**How to complete this task:** The whole listing should be written out again exactly.
***** Data to examine
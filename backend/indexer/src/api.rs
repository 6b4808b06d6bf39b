//! Axum REST API handlers.

use std::sync::Arc;

use axum::{
    extract::{Path, State},
    http::StatusCode,
    response::{IntoResponse, Response},
    routing::get,
    Json, Router,
};
use serde::Serialize;
use sqlx::SqlitePool;
use tracing::error;

use crate::db;
use crate::errors::IndexerError;
use crate::events::{CampaignSummary, EventRecord};

#[derive(Clone)]
pub struct ApiState {
    pub pool: SqlitePool,
}

// ─────────────────────────────────────────────────────────
// Response shapes
// ─────────────────────────────────────────────────────────

#[derive(Serialize)]
pub struct DonorEventsResponse {
    pub address: String,
    pub count: usize,
    pub events: Vec<EventRecord>,
}

#[derive(Serialize)]
pub struct AllEventsResponse {
    pub count: usize,
    pub events: Vec<EventRecord>,
}

#[derive(Serialize)]
pub struct HealthResponse {
    pub status: &'static str,
    pub version: &'static str,
}

#[derive(Serialize)]
pub struct ErrorResponse {
    pub error: String,
}

impl IntoResponse for IndexerError {
    fn into_response(self) -> Response {
        error!("API request failed: {self}");
        (
            StatusCode::INTERNAL_SERVER_ERROR,
            Json(ErrorResponse {
                error: self.to_string(),
            }),
        )
            .into_response()
    }
}

pub fn router(state: Arc<ApiState>) -> Router {
    Router::new()
        .route("/health", get(health))
        .route("/events", get(get_all_events))
        .route("/donors/:address/events", get(get_donor_events))
        .route("/summary", get(get_summary))
        .with_state(state)
}

// ─────────────────────────────────────────────────────────
// Handlers
// ─────────────────────────────────────────────────────────

/// `GET /health`
pub async fn health() -> impl IntoResponse {
    Json(HealthResponse {
        status: "ok",
        version: env!("CARGO_PKG_VERSION"),
    })
}

/// `GET /donors/:address/events`
///
/// Every indexed event whose actor is `address`: its donation and, if the
/// campaign was returned, its refund. Works for the author's address too.
pub async fn get_donor_events(
    State(state): State<Arc<ApiState>>,
    Path(address): Path<String>,
) -> Result<Json<DonorEventsResponse>, IndexerError> {
    let events = db::get_events_for_actor(&state.pool, &address).await?;
    Ok(Json(DonorEventsResponse {
        address,
        count: events.len(),
        events,
    }))
}

/// `GET /events`
pub async fn get_all_events(
    State(state): State<Arc<ApiState>>,
) -> Result<Json<AllEventsResponse>, IndexerError> {
    let events = db::get_all_events(&state.pool).await?;
    Ok(Json(AllEventsResponse {
        count: events.len(),
        events,
    }))
}

/// `GET /summary`
pub async fn get_summary(
    State(state): State<Arc<ApiState>>,
) -> Result<Json<CampaignSummary>, IndexerError> {
    db::get_summary(&state.pool).await.map(Json)
}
**********
**Task response:**
filename backend/indexer/src/api.rs
repository 6b4808b06d6bf39b
//! Axum REST API handlers.

use std::sync::Arc;

use axum::{
    extract::{Path, State},
    http::StatusCode,
    response::{IntoResponse, Response},
    routing::get,
    Json, Router,
};
use serde::Serialize;
use sqlx::SqlitePool;
use tracing::error;

use crate::db;
use crate::errors::IndexerError;
use crate::events::{CampaignSummary, EventRecord};

#[derive(Clone)]
pub struct ApiState {
    pub pool: SqlitePool,
}

// ─────────────────────────────────────────────────────────
// Response shapes
// ─────────────────────────────────────────────────────────

#[derive(Serialize)]
pub struct DonorEventsResponse {
    pub address: String,
    pub count: usize,
    pub events: Vec<EventRecord>,
}

#[derive(Serialize)]
pub struct AllEventsResponse {
    pub count: usize,
    pub events: Vec<EventRecord>,
}

#[derive(Serialize)]
pub struct HealthResponse {
    pub status: &'static str,
    pub version: &'static str,
}

#[derive(Serialize)]
pub struct ErrorResponse {
    pub error: String,
}

impl IntoResponse for IndexerError {
    fn into_response(self) -> Response {
        error!("API request failed: {self}");
        (
            StatusCode::INTERNAL_SERVER_ERROR,
            Json(ErrorResponse {
                error: self.to_string(),
            }),
        )
            .into_response()
    }
}

pub fn router(state: Arc<ApiState>) -> Router {
    Router::new()
        .route("/health", get(health))
        .route("/events", get(get_all_events))
        .route("/donors/:address/events", get(get_donor_events))
        .route("/summary", get(get_summary))
        .with_state(state)
}

// ─────────────────────────────────────────────────────────
// Handlers
// ─────────────────────────────────────────────────────────

/// `GET /health`
pub async fn health() -> impl IntoResponse {
    Json(HealthResponse {
        status: "ok",
        version: env!("CARGO_PKG_VERSION"),
    })
}

/// `GET /donors/:address/events`
///
/// Every indexed event whose actor is `address`: its donation and, if the
/// campaign was returned, its refund. Works for the author's address too.
pub async fn get_donor_events(
    State(state): State<Arc<ApiState>>,
    Path(address): Path<String>,
) -> Result<Json<DonorEventsResponse>, IndexerError> {
    let events = db::get_events_for_actor(&state.pool, &address).await?;
    Ok(Json(DonorEventsResponse {
        address,
        count: events.len(),
        events,
    }))
}

/// `GET /events`
pub async fn get_all_events(
    State(state): State<Arc<ApiState>>,
) -> Result<Json<AllEventsResponse>, IndexerError> {
    let events = db::get_all_events(&state.pool).await?;
    Ok(Json(AllEventsResponse {
        count: events.len(),
        events,
    }))
}

/// `GET /summary`
pub async fn get_summary(
    State(state): State<Arc<ApiState>>,
) -> Result<Json<CampaignSummary>, IndexerError> {
    db::get_summary(&state.pool).await.map(Json)
}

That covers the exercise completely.